The Restatement aims to clarify existing U.S. copyright law as Congress has enacted it and courts have applied and interpreted it. A question we have frequently encountered is: why have a Restatement when we have a statute? Isn’t the 1976 Copyright Act the “law” of copyright?

The answer, as any experienced practitioner or judge knows, is that while the statute provides the foundation and resolves many issues, it alone does not provide a complete understanding of copyright law. Much of what a lawyer needs in order to understand and apply copyright law is found not within the four corners of Title 17, but in the extensive and growing body of judicial interpretation. In many of the most important areas of copyright doctrine—such as the threshold for originality or the requirements for proving infringement—courts have developed essential rules, doctrines, and distinctions not set out in the statutory text. The Restatement draws on both sources: it starts with the statute, but where the statute is silent, incomplete, or ambiguous, it relies on the case law (and the same legislative and administrative materials that cases rely on) to restate what the law is.
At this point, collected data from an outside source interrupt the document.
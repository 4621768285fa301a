use async_trait::async_trait;

use super::{PipelineContext, PipelineItem, Stage, StageError};

/// Minimum normalized-text length below which detection is skipped and the
/// item is tagged `und` (spec §4.7).
const MIN_DETECTABLE_LEN: usize = 12;

/// Assigns an IETF BCP-47 short language tag using a character-script
/// histogram. Deterministic for a given input, per spec §4.7's contract;
/// a full statistical n-gram model is out of scope (see DESIGN.md).
pub struct LanguageDetector;

fn detect(text: &str) -> &'static str {
    if text.chars().filter(|c| !c.is_whitespace()).count() < MIN_DETECTABLE_LEN {
        return "und";
    }

    let mut latin = 0u32;
    let mut cyrillic = 0u32;
    let mut han = 0u32;
    let mut hiragana_katakana = 0u32;
    let mut hangul = 0u32;
    let mut arabic = 0u32;
    let mut devanagari = 0u32;

    for c in text.chars() {
        let cp = c as u32;
        match cp {
            0x0041..=0x024F => latin += 1,
            0x0400..=0x04FF => cyrillic += 1,
            0x4E00..=0x9FFF => han += 1,
            0x3040..=0x30FF => hiragana_katakana += 1,
            0xAC00..=0xD7A3 => hangul += 1,
            0x0600..=0x06FF => arabic += 1,
            0x0900..=0x097F => devanagari += 1,
            _ => {}
        }
    }

    let scores: [(u32, &'static str); 7] = [
        (latin, "en"),
        (cyrillic, "ru"),
        (han, "zh"),
        (hiragana_katakana, "ja"),
        (hangul, "ko"),
        (arabic, "ar"),
        (devanagari, "hi"),
    ];

    scores
        .iter()
        .max_by_key(|(count, _)| *count)
        .filter(|(count, _)| *count > 0)
        .map(|(_, lang)| *lang)
        .unwrap_or("und")
}

#[async_trait]
impl Stage for LanguageDetector {
    fn name(&self) -> &'static str {
        "language_detector"
    }

    async fn execute(
        &self,
        mut batch: Vec<PipelineItem>,
        _ctx: &mut PipelineContext,
    ) -> Result<Vec<PipelineItem>, StageError> {
        for item in batch.iter_mut().filter(|i| i.is_live()) {
            let text = format!("{} {}", item.processed.title, item.processed.content);
            item.processed.language = detect(&text).to_string();
        }
        Ok(batch)
    }
}

#[cfg(test)]
mod tests {
    use super::*;

    #[test]
    fn detection_is_deterministic() {
        let text = "This is a reasonably long piece of English text for detection.";
        assert_eq!(detect(text), detect(text));
    }

    #[test]
    fn short_text_is_undetermined() {
        assert_eq!(detect("hi"), "und");
    }

    #[test]
    fn cjk_script_detected_as_zh() {
        let text = "这是一个关于科技新闻的长文本用于测试语言检测功能";
        assert_eq!(detect(text), "zh");
    }
}
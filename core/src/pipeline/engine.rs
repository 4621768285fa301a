use std::sync::Arc;
use uuid::Uuid;

use trendstore::{CacheStore, ItemStore, ProcessedItem, Topic, TopicStore, Trend, TrendStore, VectorStore};

use crate::config::{ClusterConfig, DedupConfig, RankerConfig};
use crate::lock::FingerprintLocks;

use super::{Stage, StageError};

/// Why an item did not survive to persistence. `None` means it is still
/// live in the batch.
#[derive(Debug, Clone, PartialEq)]
pub enum DropReason {
    ExactDuplicate,
    KeyDuplicate,
    SemanticDuplicate { of: Uuid },
    Failed(String),
}

/// One item's progress through the pipeline. Stages may only ever move an
/// item from live to dropped, never back (spec §4.7 partial-failure
/// policy).
#[derive(Debug, Clone)]
pub struct PipelineItem {
    pub processed: ProcessedItem,
    pub dropped: Option<DropReason>,
    /// Assigned once the Clusterer places this item in a Topic.
    pub topic_id: Option<Uuid>,
}

impl PipelineItem {
    pub fn new(processed: ProcessedItem) -> Self {
        Self {
            processed,
            dropped: None,
            topic_id: None,
        }
    }

    pub fn is_live(&self) -> bool {
        self.dropped.is_none()
    }

    pub fn drop_with(&mut self, reason: DropReason) {
        self.dropped = Some(reason);
    }
}

/// Shared state and dependencies threaded through every stage.
pub struct PipelineContext {
    pub run_id: Uuid,
    pub item_store: Arc<dyn ItemStore>,
    pub vector_store: Arc<dyn VectorStore>,
    pub cache_store: Arc<dyn CacheStore>,
    pub topic_store: Arc<dyn TopicStore>,
    pub trend_store: Arc<dyn TrendStore>,
    pub locks: Arc<FingerprintLocks>,
    pub dedup: DedupConfig,
    pub cluster: ClusterConfig,
    pub ranker: RankerConfig,

    pub items_collected: u64,
    pub items_deduplicated: u64,
    pub topics_created: u64,
    pub trends_created: u64,

    /// Topic proposals built by the Clusterer/Ranker, written by the
    /// Persister.
    pub topics: Vec<Topic>,
    /// Trend snapshots built by the Ranker, written by the Persister.
    pub trends: Vec<Trend>,
}

impl PipelineContext {
    pub fn new(
        run_id: Uuid,
        item_store: Arc<dyn ItemStore>,
        vector_store: Arc<dyn VectorStore>,
        cache_store: Arc<dyn CacheStore>,
        topic_store: Arc<dyn TopicStore>,
        trend_store: Arc<dyn TrendStore>,
        locks: Arc<FingerprintLocks>,
        dedup: DedupConfig,
        cluster: ClusterConfig,
        ranker: RankerConfig,
    ) -> Self {
        Self {
            run_id,
            item_store,
            vector_store,
            cache_store,
            topic_store,
            trend_store,
            locks,
            dedup,
            cluster,
            ranker,
            items_collected: 0,
            items_deduplicated: 0,
            topics_created: 0,
            trends_created: 0,
            topics: Vec::new(),
            trends: Vec::new(),
        }
    }
}

#[derive(Debug, Default)]
pub struct PipelineOutcome {
    pub items_collected: u64,
    pub items_processed: u64,
    pub items_deduplicated: u64,
    pub topics_created: u64,
    pub trends_created: u64,
}

/// Runs an ordered list of stages over a batch, per spec §4.7/§9.
pub struct PipelineEngine {
    stages: Vec<Box<dyn Stage>>,
}

impl PipelineEngine {
    pub fn new(stages: Vec<Box<dyn Stage>>) -> Self {
        Self { stages }
    }

    /// Runs every stage in order. A stage returning `Err` aborts the run;
    /// the caller is responsible for marking the PipelineRun `failed`
    /// (spec §4.7: "A stage that throws an uncaught failure aborts the
    /// run").
    pub async fn run(
        &self,
        batch: Vec<ProcessedItem>,
        ctx: &mut PipelineContext,
    ) -> Result<(Vec<PipelineItem>, PipelineOutcome), StageError> {
        ctx.items_collected = batch.len() as u64;
        let mut items: Vec<PipelineItem> = batch.into_iter().map(PipelineItem::new).collect();

        for stage in &self.stages {
            tracing::debug!(stage = stage.name(), batch_len = items.len(), "running stage");
            items = stage.execute(items, ctx).await?;
        }

        let outcome = PipelineOutcome {
            items_collected: ctx.items_collected,
            items_processed: items.iter().filter(|i| i.is_live()).count() as u64,
            items_deduplicated: ctx.items_deduplicated,
            topics_created: ctx.topics_created,
            trends_created: ctx.trends_created,
        };
        Ok((items, outcome))
    }
}
#[tokio::test]
async fn property9_vector_pending_items_reconcile_to_zero() {
    let relational = RelationalStore::open_in_memory().unwrap();
    let items: Arc<dyn ItemStore> = Arc::new(relational.items);
    let topics: Arc<dyn TopicStore> = Arc::new(relational.topics);
    let trends: Arc<dyn TrendStore> = Arc::new(relational.trends);
    let runs: Arc<dyn RunStore> = Arc::new(relational.runs);
    let vectors: Arc<dyn VectorStore> = Arc::new(FlakyVectorStore::new(2));
    let cache: Arc<dyn CacheStore> = Arc::new(InMemoryCacheStore::new());
    let locks = Arc::new(FingerprintLocks::new());
    let dedup = DedupConfig::default();
    let cluster = ClusterConfig::default();
    let ranker = RankerConfig::default();
    let engine = Arc::new(build_engine());

    let registry = Arc::new(PluginRegistry::new());
    let health = Arc::new(HealthTracker::new(3, Duration::from_secs(300)));
    let rate_limiter = Arc::new(RateLimiter::new(Duration::from_secs(3600)));

    let scheduler = Arc::new(Scheduler::new(
        Arc::clone(&registry),
        health,
        rate_limiter,
        Arc::clone(&locks),
        Arc::clone(&items),
        Arc::clone(&vectors),
        cache,
        topics,
        trends,
        runs,
        Arc::clone(&engine),
        8,
        dedup,
        cluster,
        ranker,
        std::path::PathBuf::from("."),
        Duration::from_secs(1800),
        32,
        8,
    ));

    let collector = FixedItemsCollector {
        name: "flaky-vec".to_string(),
        items: vec![
            RawItem::new("flaky-vec", "1", "Airline adds three new direct routes for next year")
                .with_content("The carrier said demand on existing routes justified the expansion."),
            RawItem::new("flaky-vec", "2", "City council weighs new parking enforcement technology")
                .with_content("The proposal would use license-plate cameras instead of chalk marks."),
        ],
    };
    registry.register(Arc::new(collector)).await.unwrap();

    let outcome = scheduler.run_now("flaky-vec", false).await;
    assert!(matches!(outcome, TickOutcome::Completed { .. }));

    let pending_before = items.list_by_status(ItemStatus::VectorPending, 100).await.unwrap();
    assert_eq!(pending_before.len(), 1, "every 2nd upsert fails, so exactly one of the two items is left pending");

    let reconciled = scheduler.reconcile_vector_pending(100).await.unwrap();
    assert_eq!(reconciled, 1);

    let pending_after = items.list_by_status(ItemStatus::VectorPending, 100).await.unwrap();
    assert!(pending_after.is_empty(), "compensation pass must drive vector_pending count to 0");
}

#[tokio::test]
async fn config_error_disables_plugin_after_one_failure() {
    let h = harness();
    h.registry
        .register(Arc::new(ConfigErrorCollector::new("broken-source")))
        .await
        .unwrap();

    let outcome = h.scheduler.run_now("broken-source", false).await;
    assert!(matches!(outcome, TickOutcome::Failed { .. }));

    assert!(
        h.registry.get("broken-source").await.is_err(),
        "plugin must be disabled after a Config-class error"
    );
    assert!(
        h.registry.get_any("broken-source").await.is_ok(),
        "registration itself stays, only the enabled flag flips"
    );
}

struct DelayCollector {
    name: String,
    delay: Duration,
}

#[async_trait]
impl Collector for DelayCollector {
    fn name(&self) -> &str {
        &self.name
    }

    fn metadata(&self) -> PluginMeta {
        PluginMeta::new("news", "@hourly").with_timeout(Duration::from_secs(5))
    }

    async fn collect(&self, _ctx: &CollectorContext) -> Result<Vec<RawItem>, CollectError> {
        tokio::time::sleep(self.delay).await;
        Ok(vec![])
    }
}

#[tokio::test]
async fn backpressure_skips_ticks_once_high_water_reached() {
    let relational = RelationalStore::open_in_memory().unwrap();
    let items: Arc<dyn ItemStore> = Arc::new(relational.items);
    let topics: Arc<dyn TopicStore> = Arc::new(relational.topics);
    let trends: Arc<dyn TrendStore> = Arc::new(relational.trends);
    let runs: Arc<dyn RunStore> = Arc::new(relational.runs);
    let vectors: Arc<dyn VectorStore> = Arc::new(InMemoryVectorStore::new());
    let cache: Arc<dyn CacheStore> = Arc::new(InMemoryCacheStore::new());
    let locks = Arc::new(FingerprintLocks::new());
    let registry = Arc::new(PluginRegistry::new());
    let health = Arc::new(HealthTracker::new(3, Duration::from_secs(300)));
    let rate_limiter = Arc::new(RateLimiter::new(Duration::from_secs(3600)));
    let engine = Arc::new(build_engine());

    let scheduler = Arc::new(Scheduler::new(
        Arc::clone(&registry),
        health,
        rate_limiter,
        locks,
        items,
        vectors,
        cache,
        topics,
        trends,
        runs,
        engine,
        8,
        DedupConfig::default(),
        ClusterConfig::default(),
        RankerConfig::default(),
        std::path::PathBuf::from("."),
        Duration::from_secs(1800),
        1,
        0,
    ));

    registry
        .register(Arc::new(DelayCollector {
            name: "slow-ticker".to_string(),
            delay: Duration::from_millis(80),
        }))
        .await
        .unwrap();

    let scheduler_bg = Arc::clone(&scheduler);
    let first = tokio::spawn(async move { scheduler_bg.run_now("slow-ticker", false).await });
    tokio::time::sleep(Duration::from_millis(20)).await;

    let second = scheduler.run_now("slow-ticker", false).await;
    assert!(
        matches!(second, TickOutcome::Skipped(SkipReason::Backpressure)),
        "expected Backpressure skip while the first tick is still in flight, got {second:?}"
    );

    let first_outcome = first.await.unwrap();
    assert!(matches!(first_outcome, TickOutcome::Completed { .. }));

    let third = scheduler.run_now("slow-ticker", false).await;
    assert!(
        matches!(third, TickOutcome::Completed { .. }),
        "backpressure must clear once depth drains to the low-water mark"
    );
}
In this post, we discuss two examples of how the Restatement draws on the case law necessary to understand and operationalize the provisions of the statute: the requirement that a work be “original” in order to be protected by copyright, and the structure of a copyright owner’s prima facie claim for copyright infringement.

 

A Leading Example: The Originality Requirement

Section 102(a) of the Copyright Act states that copyright protects “original works of authorship.” But the Act neither defines “original” nor specifies the degree of originality a work must embody. A crucial elaboration was provided by the U.S. Supreme Court in Feist Publications, Inc. v. Rural Telephone Service Co. (1991), where the Court held that originality requires independent creation and “at least some minimal degree of creativity.” This principle, while foundational, is expressed nowhere in the statute. Section 5 of the Restatement sets forth the basic principle articulated by the Supreme Court that to be original a work must both be “independently created by its author” and “embody expression that is at least minimally creative.”

Section 7 of the Restatement then explores in more detail the minimal-creativity requirement. Section 7(a)  states that “[a] work meets the minimal-creativity criterion for originality if the work embodies expression that is at least minimally creative.” Section 7(b) explains that this requirement “can be satisfied by an author’s creative choices.” That section goes on to elaborate that in the case of a compilation, “choices regarding the selection, coordination, or arrangement of elements can satisfy the minimal-creativity requirement.” For example, as an illustration in § 7’s comments elaborates, the selection and arrangement of content in a student guide to nursing schools—choosing which resources to highlight and which information to feature in each topic—can reflect at least minimal creativity and thus satisfy the originality standard. By contrast, as another illustration in § 7 shows, an alphabetical list of names and addresses, no matter how much effort went into compiling the list, does not meet the threshold for originality if it simply reproduces factual information in a routine and expected way.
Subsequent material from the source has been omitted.